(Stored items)
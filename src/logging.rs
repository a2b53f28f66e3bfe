//! Logging setup for finddup.
//!
//! Uses the `log` facade with the `env_logger` backend. Log levels are
//! determined by (in priority order):
//!
//! 1. `RUST_LOG` environment variable (if set)
//! 2. CLI flags: `--quiet` (error only) or `--verbose` (debug/trace)
//! 3. Default: info level
//!
//! Logs go to stderr so they never mix with the report on stdout.
//!
//! # Example
//!
//! ```rust,no_run
//! use finddup::logging::init_logging;
//!
//! // -v
//! init_logging(1, false);
//! log::debug!("visible");
//! ```

use env_logger::Builder;
use log::LevelFilter;
use std::env;
use std::io::Write;

/// Initialize logging from CLI verbosity flags.
///
/// Calling this more than once is harmless: later calls leave the first
/// logger in place.
///
/// # Arguments
///
/// * `verbose` - Verbosity count from CLI (0=info, 1=debug, 2+=trace)
/// * `quiet` - If true, only show errors (overridden by `RUST_LOG`)
pub fn init_logging(verbose: u8, quiet: bool) {
    let use_env = env::var("RUST_LOG").is_ok();

    let mut builder = Builder::new();
    if use_env {
        builder.parse_default_env();
    } else {
        builder.filter_level(determine_level(verbose, quiet));
    }

    configure_format(&mut builder, verbose);

    if builder.try_init().is_err() {
        log::debug!("Logger already initialized");
        return;
    }

    if use_env {
        log::debug!(
            "Logging initialized from RUST_LOG: {:?}",
            env::var("RUST_LOG").ok()
        );
    } else {
        log::debug!(
            "Logging initialized at level: {:?}",
            determine_level(verbose, quiet)
        );
    }
}

/// Map CLI flags to a level filter. `quiet` wins over `verbose`.
fn determine_level(verbose: u8, quiet: bool) -> LevelFilter {
    if quiet {
        return LevelFilter::Error;
    }
    match verbose {
        0 => LevelFilter::Info,
        1 => LevelFilter::Debug,
        _ => LevelFilter::Trace,
    }
}

/// Debug builds log a timestamp (and module path when verbose); release
/// builds log level and message only.
fn configure_format(builder: &mut Builder, verbose: u8) {
    #[cfg(debug_assertions)]
    {
        builder.format(move |buf, record| {
            let timestamp = buf.timestamp_seconds();
            let level = record.level();
            let level_style = buf.default_level_style(level);

            if verbose >= 1 {
                writeln!(
                    buf,
                    "{} {level_style}{:<5}{level_style:#} [{}] {}",
                    timestamp,
                    level,
                    record.module_path().unwrap_or("unknown"),
                    record.args()
                )
            } else {
                writeln!(
                    buf,
                    "{} {level_style}{:<5}{level_style:#} {}",
                    timestamp,
                    level,
                    record.args()
                )
            }
        });
    }

    #[cfg(not(debug_assertions))]
    {
        let _ = verbose;
        builder.format(|buf, record| {
            let level = record.level();
            let level_style = buf.default_level_style(level);
            writeln!(
                buf,
                "{level_style}{:<5}{level_style:#} {}",
                level,
                record.args()
            )
        });
    }
}

#[cfg(test)]
mod tests {
    use super::*;

    #[test]
    fn test_determine_level_default() {
        assert_eq!(determine_level(0, false), LevelFilter::Info);
    }

    #[test]
    fn test_determine_level_verbose() {
        assert_eq!(determine_level(1, false), LevelFilter::Debug);
        assert_eq!(determine_level(2, false), LevelFilter::Trace);
        assert_eq!(determine_level(5, false), LevelFilter::Trace);
    }

    #[test]
    fn test_determine_level_quiet_overrides_verbose() {
        assert_eq!(determine_level(0, true), LevelFilter::Error);
        assert_eq!(determine_level(2, true), LevelFilter::Error);
    }

    #[test]
    fn test_init_twice_does_not_panic() {
        init_logging(0, true);
        init_logging(2, false);
    }
}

**Requirement**.
Output all lines from the beginning of the data up to the line holding "(error only) or", that line included, exactly as written.

**Task output**.
filename src/logging.rs
repository a2b53f28f66e3bfe
//! Logging setup for finddup.
//!
//! Uses the `log` facade with the `env_logger` backend. Log levels are
//! determined by (in priority order):
//!
//! 1. `RUST_LOG` environment variable (if set)
//! 2. CLI flags: `--quiet` (error only) or `--verbose` (debug/trace)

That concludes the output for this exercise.